The epidemiological studies cited have indicated that viruses are commonly associated with wheezing illnesses in populations, in individuals, and in time, but, unlike bacteria, are rarely found during asymptomatic periods. Viruses have been identified in up to 50% of wheezing illnesses and asthma exacerbations occurring in childhood, and in up to 20% of those in adults. In childhood the predominant organisms identified have been rhinoviruses. RSV and parainfluenza viruses, but coronaviruses have not been studied adequately. Wheezing appears to be more common during rhinovirus and RSV than other virus infections in children spontaneously presenting with respiratory infections to medical care, but all virus groups have been incriminated, and in general, wheezing occurs in upwards of 50% of viral infections in asthmatics followed prospectively. The few adult studies available show little difference between viruses in identification rates during wheezing, or propensity to result in wheezing. The predominant viruses change with age, and children with asthma seem to be more prone to symptomatic virus infections than other children, although the presence of atopy alone does not appear to be important. There are important gaps in our knowledge of the epidemiology of virus-associated wheezing attacks, and further prospective studies are required, using early investigation and sensitive methods for identifying rhinoviruses and coronaviruses, to study severe asthma in children and adults. It is hoped that the use of nucleic acid hybridization and newer antigen-detection techniques will improve the ability to identify difficult viruses such as coronaviruses and rhinoviruses in the future.
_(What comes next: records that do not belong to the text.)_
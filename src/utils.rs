use std::path::PathBuf;

use crate::data::image::{AxesError, DimensionsError};

/// Errors that can occur anywhere between opening the
/// input files and writing the spreadsheet. Reader problems
/// surface as `Io` or `Format`, array bookkeeping problems
/// as `Axes` or `Dimensions`.
#[derive(Debug, thiserror::Error)]
pub enum MetricsError {
    #[error("IOError: {0}")]
    Io(#[from] std::io::Error),

    #[error("FormatError: {0}")]
    Format(String),

    #[error("Unsupported format `.{extension}` for {}", path.display())]
    UnsupportedFormat { path : PathBuf, extension : String },

    #[error("DecodeError: {0}")]
    Decode(#[from] image::ImageError),

    #[error("AxesError: {0}")]
    Axes(#[from] AxesError),

    #[error("DimensionsError: {0}")]
    Dimensions(#[from] DimensionsError),

    #[error("Label images must hold non-negative integers, found {0}")]
    InvalidLabel(f64),

    #[error("Unknown region property `{0}`")]
    UnknownProperty(String),

    #[error("Property `{0}` requires an intensity image")]
    MissingIntensity(String),

    #[error("ExportError: {0}")]
    Export(#[from] rust_xlsxwriter::XlsxError),
}

impl From<binrw::Error> for MetricsError {
    fn from(err : binrw::Error) -> Self {
        match err {
            binrw::Error::Io(io) => MetricsError::Io(io),
            other => MetricsError::Format(other.to_string()),
        }
    }
}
The ability to identify subclinical infections and compare the ratio of subclinical to clinical infections in normal and asthmatic children would be useful but would require intense monitoring of both groups for an extended period (minimum 12 months to cover seasonal variation) with full virological studies every 2-4 weeks-a difficult and expensive task. Another important line of study would be to prospectively document indoor aeroallergen exposure and virus infections in the same individuals, and compare their importance as precipitants of acute severe asthma attacks. With a clearer understanding of the groups at risk for asthma attacks, and the factors which put them at risk and precipitate their attacks, effective preventive strategies will become more feasible.